Томский, Каменев, Сталин, Дзержинский, Зиновьев, Енукидзе, Лашевич несли гроб.
Гроб плыл мимо лафета, мимо нелепых колесниц, приостанавливаясь и как бы ожидая, пока сменятся под ним несущие. Гроб увлекал толпу за собою, трубы равняли ее, направляя, не давая отставать или отбиваться от общего хора. Площадь пустела.
Возле пустого лафета стояли, неся службу, артиллеристы в коротких бекешах. Похоронщики в крылатках, в цилиндрах светили среди дня факелами.
Ленина несли на руках, на спинах через тесный город, придавленный морозом, запутавшийся переулками, вдоль изб, домов, флигелей, лавок, часовен, церквей, вдоль красно-черных флагов, мимо зияющих пустотою колоколен, мимо ржавых луковиц, с коих сбиты кресты…
Четыре аэроплана, как четыре птицы, потерявшие гнездо, кружили над городом.
156
Третий день губернский город не находил себе покоя.
Остановились оба завода, на станции замерли поезда, загородив пути. На перроне клубилась несуразная толпа.

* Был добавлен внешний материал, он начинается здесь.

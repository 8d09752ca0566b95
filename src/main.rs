mod core;
mod features;
mod shared;

use crate::core::config::Config;
use crate::core::openapi::{ApiDoc, SwaggerInfoModifier};
use crate::core::{database, middleware};
use crate::features::activity_reports::{
    routes as activity_reports_routes, ActivityReportService, PgReportStore, ReminderPolicy,
    SubmissionMonitorService,
};
use crate::features::auth::{JwtValidator, PrivilegePolicy};
use axum::{middleware::from_fn, Router};
use std::sync::Arc;
use tower::ServiceBuilder;
use tower_http::request_id::{PropagateRequestIdLayer, SetRequestIdLayer};
use tower_http::trace::{DefaultOnRequest, DefaultOnResponse, TraceLayer};
use tracing::Level;
use tracing_subscriber::{layer::SubscriberExt, util::SubscriberInitExt};
use utoipa::Modify;
use utoipa::OpenApi;
use utoipa_swagger_ui::SwaggerUi;

fn main() -> anyhow::Result<()> {
    // Build Tokio runtime with configurable worker threads
    let worker_threads = std::env::var("TOKIO_WORKER_THREADS")
        .ok()
        .and_then(|s| s.parse().ok())
        .unwrap_or_else(|| {
            std::thread::available_parallelism()
                .map(|p| p.get())
                .unwrap_or(4)
        });

    let runtime = tokio::runtime::Builder::new_multi_thread()
        .worker_threads(worker_threads)
        .max_blocking_threads(worker_threads * 4)
        .enable_all()
        .build()?;

    runtime.block_on(async_main(worker_threads))
}

async fn async_main(worker_threads: usize) -> anyhow::Result<()> {
    // Load .env file BEFORE initializing logger so RUST_LOG is available
    let _ = dotenvy::dotenv();

    tracing_subscriber::registry()
        .with(
            tracing_subscriber::EnvFilter::try_from_default_env().unwrap_or_else(|_| "info".into()),
        )
        .with(tracing_subscriber::fmt::layer())
        .init();

    let config = Config::from_env().map_err(|e| anyhow::anyhow!(e))?;

    tracing::info!(
        "System info: tokio_worker_threads={}, pid={}",
        worker_threads,
        std::process::id()
    );
    tracing::info!("Configuration loaded successfully");

    let pool = database::create_pool(&config.database).await?;
    tracing::info!("Database connection pool created");

    tracing::info!("Running database migrations...");
    database::run_migrations(&pool)
        .await
        .map_err(|e| anyhow::anyhow!("Migration failed: {}", e))?;
    tracing::info!("Database migrations completed successfully");

    // Initialize auth
    let privilege_policy = PrivilegePolicy::new(&config.reports.privileged_roles);
    let jwt_validator = Arc::new(JwtValidator::new(&config.auth, privilege_policy));
    tracing::info!(
        "Auth configuration initialized (privileged roles: {:?})",
        config.reports.privileged_roles
    );

    // Initialize activity report services
    let report_store = Arc::new(PgReportStore::new(pool.clone()));
    let report_service = Arc::new(ActivityReportService::new(report_store.clone()));
    let monitor_service = Arc::new(SubmissionMonitorService::new(
        report_store,
        &config.reports.reporting_roles,
        ReminderPolicy::new(
            config.reports.deadline_day,
            config.reports.whatsapp_country_code.clone(),
        ),
    ));
    tracing::info!(
        "Activity report services initialized (reporting roles: {:?}, deadline day: {})",
        config.reports.reporting_roles,
        config.reports.deadline_day
    );

    // Build application router with dynamic swagger config
    let swagger_modifier = SwaggerInfoModifier {
        title: config.swagger.title.clone(),
        version: config.swagger.version.clone(),
        description: config.swagger.description.clone(),
    };

    let mut openapi = ApiDoc::openapi();
    swagger_modifier.modify(&mut openapi);

    let swagger = if let Some(credentials) = config.swagger.credentials() {
        tracing::info!("Swagger UI basic auth enabled");
        Router::new()
            .merge(SwaggerUi::new("/swagger-ui").url("/api-docs/openapi.json", openapi))
            .layer(from_fn(middleware::basic_auth_middleware(Arc::new(
                credentials,
            ))))
    } else {
        tracing::info!("Swagger UI basic auth disabled (no credentials configured)");
        Router::new().merge(SwaggerUi::new("/swagger-ui").url("/api-docs/openapi.json", openapi))
    };

    // Protected routes (require JWT authentication)
    let protected_routes = Router::new()
        .merge(activity_reports_routes::routes(report_service, monitor_service))
        .route_layer(axum::middleware::from_fn_with_state(
            jwt_validator,
            middleware::auth_middleware,
        ));

    // Simple health check endpoint (no auth required)
    async fn health_check() -> axum::http::StatusCode {
        axum::http::StatusCode::OK
    }
    let health_route = Router::new().route("/health", axum::routing::get(health_check));

    let body_limit = config.app.max_request_body_size;

    let app = Router::new()
        .merge(swagger)
        .merge(protected_routes)
        .merge(health_route)
        .layer(
            ServiceBuilder::new()
                // Generate X-Request-Id using UUID v7 (or use client-provided one)
                .layer(SetRequestIdLayer::x_request_id(middleware::MakeRequestUuid))
                .layer(
                    TraceLayer::new_for_http()
                        .make_span_with(middleware::MakeSpanWithRequestId)
                        .on_request(DefaultOnRequest::new().level(Level::INFO))
                        .on_response(DefaultOnResponse::new().level(Level::INFO)),
                )
                // Propagate X-Request-Id to response headers
                .layer(PropagateRequestIdLayer::x_request_id())
                .layer(middleware::cors_layer(
                    config.app.cors_allowed_origins.clone(),
                ))
                .layer(middleware::body_limit_layer(body_limit)),
        );

    // Start server
    let addr = config.app.server_address();
    let socket_addr: std::net::SocketAddr = addr
        .parse()
        .map_err(|e| anyhow::anyhow!("Invalid address: {}", e))?;

    // Use socket2 for TCP listener configuration
    let socket = socket2::Socket::new(
        socket2::Domain::for_address(socket_addr),
        socket2::Type::STREAM,
        Some(socket2::Protocol::TCP),
    )?;

    socket.set_reuse_address(true)?;
    #[cfg(unix)]
    socket.set_reuse_port(true)?;
    socket.set_nodelay(true)?;

    #[cfg(target_os = "linux")]
    {
        let keepalive = socket2::TcpKeepalive::new()
            .with_time(std::time::Duration::from_secs(60))
            .with_interval(std::time::Duration::from_secs(10))
            .with_retries(3);
        socket.set_tcp_keepalive(&keepalive)?;
    }
    #[cfg(not(target_os = "linux"))]
    {
        let keepalive = socket2::TcpKeepalive::new().with_time(std::time::Duration::from_secs(60));
        socket.set_tcp_keepalive(&keepalive)?;
    }

    socket.set_nonblocking(true)?;
    socket.bind(&socket_addr.into())?;
    socket.listen(1024)?;

    let listener = tokio::net::TcpListener::from_std(socket.into())?;
    tracing::info!("Server listening on http://{}", addr);
    tracing::info!("Swagger UI available at http://{}/swagger-ui/", addr);

    axum::serve(listener, app).await?;

    Ok(())
}
use chrono::{DateTime, Utc};
use sqlx::FromRow;
use uuid::Uuid;

use crate::features::auth::model::AuthenticatedUser;

/// Name and role of a member as last asserted by the identity provider
#[derive(Debug, Clone, PartialEq, Eq)]
pub struct MemberSnapshot {
    pub id: Uuid,
    pub name: String,
    pub role: String,
}

impl From<&AuthenticatedUser> for MemberSnapshot {
    fn from(user: &AuthenticatedUser) -> Self {
        Self {
            id: user.member_id,
            name: user.display_name.clone(),
            role: user.role.clone(),
        }
    }
}

/// A member expected to report, with the delivery time of their report if any
#[derive(Debug, Clone, FromRow)]
pub struct MemberSubmission {
    pub member_id: Uuid,
    pub member_name: String,
    pub whatsapp: Option<String>,
    pub delivered_at: Option<DateTime<Utc>>,
}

Машинисты подтапливали паровозы, чтоб не разорвало морозом.
По улицам, пробираясь сквозь неожиданную колючую мокрую метель, двигались манифестации — с наспех собранными оркестрами, с размокшими в южном метельном снегу портретами, с задубевшими на ветру красно-черными флагами. Манифестации шли к губисполкому, сталкивались, запружая улицы с невысокими домами, а столкнувшись, начинали митинги. Находились вмиг ораторы, вскакивали на обывательские лавочки возле калиток, сорвав шапки, говорили речи.

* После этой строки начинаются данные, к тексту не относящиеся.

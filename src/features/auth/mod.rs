mod policy;
mod validator;

pub mod model;

pub use policy::PrivilegePolicy;
pub use validator::JwtValidator;
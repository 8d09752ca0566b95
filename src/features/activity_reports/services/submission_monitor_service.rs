use std::sync::Arc;

use chrono::NaiveDate;

use crate::core::error::Result;
use crate::features::activity_reports::dtos::{
    MemberSubmissionDto, SubmissionOverviewDto, SubmissionStatus,
};
use crate::features::activity_reports::models::{MemberSubmission, Period};
use crate::features::activity_reports::reminders::ReminderPolicy;
use crate::features::activity_reports::store::ReportStore;
use crate::features::auth::model::AuthenticatedUser;

/// Tracks which reporting members have delivered for a period
pub struct SubmissionMonitorService {
    store: Arc<dyn ReportStore>,
    reporting_roles: Vec<String>,
    reminders: ReminderPolicy,
}

impl SubmissionMonitorService {
    pub fn new(
        store: Arc<dyn ReportStore>,
        reporting_roles: impl IntoIterator<Item = impl AsRef<str>>,
        reminders: ReminderPolicy,
    ) -> Self {
        Self {
            store,
            reporting_roles: reporting_roles
                .into_iter()
                .map(|role| role.as_ref().trim().to_uppercase())
                .filter(|role| !role.is_empty())
                .collect(),
            reminders,
        }
    }

    /// Delivery status of every reporting member for `period`.
    ///
    /// `today` picks the reminder wording. Unprivileged callers get an empty overview.
    pub async fn get_submission_status(
        &self,
        caller: &AuthenticatedUser,
        period: Period,
        today: NaiveDate,
    ) -> Result<SubmissionOverviewDto> {
        if !caller.privileged {
            return Ok(SubmissionOverviewDto::empty(period));
        }

        let mut rows = self
            .store
            .list_reporting_members(period, &self.reporting_roles)
            .await?;
        rows.sort_by_cached_key(|row| row.member_name.to_lowercase());

        let members: Vec<MemberSubmissionDto> = rows
            .into_iter()
            .map(|row| self.to_dto(row, period, today))
            .collect();

        let delivered = members
            .iter()
            .filter(|m| m.status == SubmissionStatus::Done)
            .count() as i64;
        let total_members = members.len() as i64;

        tracing::debug!(
            "Submission status for {}: {}/{} delivered",
            period,
            delivered,
            total_members
        );

        Ok(SubmissionOverviewDto {
            period,
            total_members,
            delivered,
            pending: total_members - delivered,
            members,
        })
    }

    fn to_dto(&self, row: MemberSubmission, period: Period, today: NaiveDate) -> MemberSubmissionDto {
        let status = match row.delivered_at {
            Some(_) => SubmissionStatus::Done,
            None => SubmissionStatus::Pending,
        };

        let reminder_link = match (status, row.whatsapp.as_deref()) {
            (SubmissionStatus::Pending, Some(phone)) => {
                let message = self.reminders.message(&row.member_name, period, today);
                self.reminders.whatsapp_link(phone, &message)
            }
            _ => None,
        };

        MemberSubmissionDto {
            member_id: row.member_id,
            member_name: row.member_name,
            status,
            delivered_at: row.delivered_at,
            whatsapp: row.whatsapp,
            reminder_link,
        }
    }
}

На улице имени Коминтерна столкнулись железнодорожники и металлисты, шедшие из Марьина. Митинг закрутился возле лавки кожевенных товаров Гурьянова, над которой недвижно, как железный, висел флаг, обшитый черным. Сам Гурьянов, красный, разваренный, до смерти напуганный скоплением народа, дрожащими руками приколачивал к закрытой ставне застекленный портрет Ленина, который вынесен из квартиры. Тяжелый молоток, скользя мимо гвоздя, тюкнул по неверным пальцам. Из толпы проворно вышел мастеровой, взял у Гурьянова молоток:
— Дай я… Ступай, черного шелку принеси… И — красного… И еще гвоздей — потоньше, двухдюймовых…
Гурьянов с выпученными белыми глазами согласительно замотал головою, как лошадь, побежал.
Ящик товару, привезенный в понедельник, третий день лежал перед лавкой невнесенный (кто теперь внесет!).
— То-ва-ри-щи! — зычно кинул в толпу, вскочив на ящик, молодой парень в коротком кожушке. — В эти дни нашего незабываемого горя мы будем зорко следить за всемирной буржуазией!
Доски, окантованные вороненой лентой, скрипели под ним. Гурьянов (выбежал с гвоздями, с шелком) замирал страхом — а ну — лопнут!
— Товарищ, — зацокал зубами Гурьянов мастеровому, — вот он шелк, как велел… Прими… Руки у меня… Того… Не держат…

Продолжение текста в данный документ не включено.